Annekatrin Buruck. Moorburg kommt nicht zur Ruhe. Neben der Unterbringung eines ehemaligen Sicherungsverwahrten und den seit Jahren drohenden Hafenerweiterungsplänen zerrt ein weiterer Konflikt an den Nerven der Einwohner: Auf einem früheren Entwässerungsfeld in Moorburg-Mitte will die Stadt Hamburg einen Deponieberg für Hafenschlick errichten. Er soll den Schlickhügel in Francop ersetzen, der allmählich an seine Grenzen stößt.
Auf dem 45 Hektar großen Gelände südlich des Moorburger Elbdeichs laufen zurzeit verschiedene Untersuchungen. „Im Juni 2012 hatten wir hier einen so genannten Scopingtermin“, erläutert Alexander Schwertner, Sprecher der Hamburg Port Authority (HPA). Hier wurde zusammen mit Umweltverbänden und dem Moorburger Gesprächskreis festgelegt, welche möglichen Auswirkungen der Deponie auf Mensch und Natur untersucht werden müssen. Sobald Ergebnisse vorliegen, will die HPA die Moorburger zu einem erneuten Gespräch einladen. „Auf jeden Fall vor dem Planfeststellungsverfahren im nächsten Jahr“, verspricht der HPA-Sprecher.
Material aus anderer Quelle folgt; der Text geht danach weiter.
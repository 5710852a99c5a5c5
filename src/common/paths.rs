//! Configuration, log and source paths

use std::path::{Path, PathBuf};

use super::{Error, Result};

/// Name used for the platform config/data directories
const APP_NAME: &str = "dap-bridge";

fn project_dirs() -> Option<directories::ProjectDirs> {
    directories::ProjectDirs::from("", "", APP_NAME)
}

/// Get the configuration directory path
///
/// Uses the directories crate for platform-appropriate locations:
/// - Linux: `~/.config/dap-bridge/`
/// - macOS: `~/Library/Application Support/dap-bridge/`
/// - Windows: `%APPDATA%\dap-bridge\`
pub fn config_dir() -> Option<PathBuf> {
    project_dirs().map(|dirs| dirs.config_dir().to_path_buf())
}

/// Get the path to the configuration file
pub fn config_path() -> Option<PathBuf> {
    config_dir().map(|dir| dir.join("config.toml"))
}

/// Get the path to the log directory
pub fn log_dir() -> Option<PathBuf> {
    project_dirs().map(|dirs| dirs.data_dir().join("logs"))
}

/// Resolve a user-supplied source path
///
/// A path that exists is made absolute against the working directory. A
/// relative path that does not exist is looked up under each source
/// directory in order.
pub fn resolve_source(path: &Path, source_dirs: &[PathBuf]) -> Result<PathBuf> {
    if path.exists() {
        return absolutize(path);
    }

    if path.is_relative() {
        for dir in source_dirs {
            let candidate = dir.join(path);
            if candidate.exists() {
                return absolutize(&candidate);
            }
        }
    }

    Err(Error::SourceNotFound(path.display().to_string()))
}

fn absolutize(path: &Path) -> Result<PathBuf> {
    // canonicalize collapses `./` and `..` so equal files share a registry key
    if let Ok(canonical) = std::fs::canonicalize(path) {
        return Ok(canonical);
    }
    if path.is_absolute() {
        Ok(path.to_path_buf())
    } else {
        Ok(std::env::current_dir()?.join(path))
    }
}

#[cfg(test)]
mod tests {
    use super::*;

    #[test]
    fn test_config_path_is_toml() {
        if let Some(path) = config_path() {
            assert_eq!(path.extension().and_then(|e| e.to_str()), Some("toml"));
        }
    }

    #[test]
    fn test_resolve_existing_and_source_dirs() {
        let dir = tempfile::tempdir().unwrap();
        let file = dir.path().join("demo.py");
        std::fs::write(&file, "a = 2\n").unwrap();
        let expected = std::fs::canonicalize(&file).unwrap();

        assert_eq!(resolve_source(&file, &[]).unwrap(), expected);
        assert_eq!(
            resolve_source(Path::new("demo.py"), &[dir.path().to_path_buf()]).unwrap(),
            expected
        );
    }

    #[test]
    fn test_resolve_missing() {
        let err = resolve_source(Path::new("no_such_file_here.py"), &[]).unwrap_err();
        assert!(matches!(err, Error::SourceNotFound(_)));
    }
}
impl Repl {
    /// Spawn and initialize the configured adapter
    pub async fn start(config: Config) -> Result<Self> {
        let debugger = Debugger::connect(&config).await?;
        Ok(Self { debugger, config })
    }

    pub fn debugger(&self) -> &Debugger {
        &self.debugger
    }

    /// Parse and run one prompt line
    ///
    /// Command errors are returned, not printed; usage errors are printed
    /// by clap and only reported as an error when clap considers them one.
    pub async fn run_line(&mut self, line: &str) -> (Control, Option<Error>) {
        let command = match parse_line(line) {
            Ok(Some(command)) => command,
            Ok(None) => return (Control::Continue, None),
            Err(e) => {
                // clap renders help and usage errors itself
                let _ = e.print();
                let failed = e.use_stderr();
                return (
                    Control::Continue,
                    failed.then(|| Error::Config(format!("invalid command: {}", line.trim()))),
                );
            }
        };

        match self.execute(command).await {
            Ok(control) => (control, None),
            Err(e) => (Control::Continue, Some(e)),
        }
    }

    /// Run one parsed command
    pub async fn execute(&mut self, command: ReplCommand) -> Result<Control> {
        match command {
            ReplCommand::Break {
                file,
                line,
                condition,
            } => {
                let condition = (!condition.is_empty()).then(|| condition.join(" "));
                let entry = self.debugger.set_breakpoint(&file, line, condition).await?;
                print_breakpoint_added(&entry, self.debugger.state());
            }

            ReplCommand::Clear { file, line } => {
                self.debugger.clear_breakpoint(&file, line).await?;
                println!("Breakpoint removed at {}:{}", file.display(), line);
            }

            ReplCommand::ClearAll => {
                let removed = self.debugger.clear_all_breakpoints().await?;
                println!("{} breakpoint(s) removed", removed);
            }

            ReplCommand::List => {
                let breakpoints = self.debugger.list_breakpoints()?;
                if breakpoints.is_empty() {
                    println!("No breakpoints set");
                } else {
                    println!("Breakpoints:");
                    for bp in &breakpoints {
                        print_breakpoint(bp);
                    }
                }
            }

            ReplCommand::Run => {
                if self.debugger.state() == SessionState::Terminated {
                    self.restart().await?;
                }
                self.debugger.launch().await?;
                match self.debugger.status().program {
                    Some(program) => println!("Launched {}", program),
                    None => println!("Launched"),
                }
                println!("Use 'wait' to wait for a stop.");
            }

            ReplCommand::Continue => {
                self.debugger.continue_execution().await?;
                println!("Continuing execution...");
            }

            ReplCommand::Next => {
                self.debugger.step_over().await?;
                println!("Stepping over...");
            }

            ReplCommand::StepIn => {
                self.debugger.step_in().await?;
                println!("Stepping into...");
            }

            ReplCommand::StepOut => {
                self.debugger.step_out().await?;
                println!("Stepping out...");
            }

            ReplCommand::Pause => {
                self.debugger.pause().await?;
                println!("Pausing execution...");
            }

            ReplCommand::Wait { secs } => {
                let outcome = self
                    .debugger
                    .wait_for_stop(secs.map(Duration::from_secs))
                    .await?;
                print_stop(&outcome);
                if let StopOutcome::Stopped(_) = outcome {
                    // Location comes from the top frame of the new stop
                    if let Ok(frames) = self.debugger.stack_trace().await {
                        if let Some(top) = frames.first() {
                            println!("  Location: {}", frame_location(top));
                        }
                    }
                }
            }

            ReplCommand::Stack => {
                let frames = self.debugger.stack_trace().await?;
                let current = self.debugger.status().frame_id;
                print_frames(&frames, current);
            }

            ReplCommand::Frame { id } => {
                self.ensure_frame().await?;
                let frame = self.debugger.change_frame(id)?;
                println!("#{} {} at {}", frame.id, frame.name, frame_location(&frame));
            }

            ReplCommand::Scopes => {
                self.ensure_frame().await?;
                let scopes = self.debugger.scopes(None).await?;
                if scopes.is_empty() {
                    println!("No scopes");
                }
                for scope in &scopes {
                    let expensive = if scope.expensive { " (expensive)" } else { "" };
                    println!("  {} [ref {}]{}", scope.name, scope.variables_reference, expensive);
                }
            }

            ReplCommand::Vars { reference } => {
                let variables = self.debugger.variables(reference).await?;
                print_variables(&variables);
            }

            ReplCommand::Locals => {
                self.ensure_frame().await?;
                let variables = self.debugger.locals().await?;
                print_variables(&variables);
            }

            ReplCommand::Eval { expression } => {
                self.ensure_frame().await?;
                let result = self.debugger.evaluate(&expression.join(" ")).await?;
                match (&result.type_name, result.variables_reference) {
                    (Some(ty), 0) => println!("{} ({})", result.result, ty),
                    (Some(ty), r) => println!("{} ({}) [ref {}]", result.result, ty, r),
                    (None, 0) => println!("{}", result.result),
                    (None, r) => println!("{} [ref {}]", result.result, r),
                }
            }

            ReplCommand::View { location, context } => {
                let (path, line) = match location.as_slice() {
                    [] => (None, None),
                    [line] => (None, Some(parse_line_number(line)?)),
                    [file, line] => (Some(Path::new(file)), Some(parse_line_number(line)?)),
                    _ => {
                        return Err(Error::InvalidLocation(
                            "expected: view [file] <line>".to_string(),
                        ))
                    }
                };
                if path.is_none() {
                    self.ensure_frame().await?;
                }
                let view = self.debugger.view_source(path, line, context)?;
                println!("{}:", view.path.display());
                print!("{}", view);
            }

            ReplCommand::Threads => {
                let threads = self.debugger.threads().await?;
                let current = self.debugger.status().thread_id;
                if threads.is_empty() {
                    println!("No threads");
                }
                for thread in &threads {
                    let marker = if Some(thread.id) == current { "*" } else { " " };
                    println!("{} {} {}", marker, thread.id, thread.name);
                }
            }

            ReplCommand::Output { tail, clear } => {
                let records = self.debugger.output(tail, clear);
                print_output(&records);
            }

            ReplCommand::Status => {
                print_status(&self.debugger.status());
            }

            ReplCommand::Quit => {
                if self.debugger.state() != SessionState::Terminated {
                    self.debugger.terminate().await?;
                }
                return Ok(Control::Quit);
            }
        }

        Ok(Control::Continue)
    }

    /// Fetch the stack once per stop so a current frame exists
    async fn ensure_frame(&self) -> Result<()> {
        let status = self.debugger.status();
        if status.state == SessionState::Paused && status.frame_id.is_none() {
            self.debugger.stack_trace().await?;
        }
        Ok(())
    }

    /// Replace a finished session with a fresh adapter, keeping breakpoints
    async fn restart(&mut self) -> Result<()> {
        let breakpoints = self.debugger.desired_breakpoints();
        let debugger = Debugger::connect(&self.config).await?;
        debugger.restore_breakpoints(&breakpoints).await?;
        self.debugger = debugger;
        tracing::info!(breakpoints = breakpoints.len(), "Started a new session");
        Ok(())
    }

    /// End the session if it is still live
    pub async fn shutdown(self) -> Result<()> {
        if self.debugger.state() != SessionState::Terminated {
            self.debugger.terminate().await?;
        }
        Ok(())
    }
}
Die Bürger lassen sich dadurch nicht beruhigen. „Die Bevölkerung ist komplett gegen die Deponie“, macht Claudia Kulenkampf vom Arbeitskreis Infrastruktur klar. Die Menschen haben Angst vor Schadstoffen, die entweder durch die Luft zu ihnen getragen werden oder ins Grundwasser einsickern können. „Das Gelände vom Sportverein grenzt unmittelbar an das Spülfeld“, empört sich Kulenkampff, „auch das Kinderland Moorburg und ein Trinkwasserbrunnen sind nur rund 400 Meter entfernt.“
Auf der geplanten Deponie in Moorburg sollen rund drei Millionen Kubikmeter Baggergut Platz finden. In Francop werden es bis zur Schießung acht bis neun Millionen Kubikmeter sein. Bei der Suche nach einer neuen Deponie hatte die Stadt 31 mögliche Standorte ins Auge gefasst; vier waren in die engere Auswahl gekommen. „Moorburg war davon der geeignetste“, erklärt Schwertner. Da die HPA mit Klagen rechnet, dürfte der neue Schlickhügel nicht vor 2017 fertig sein.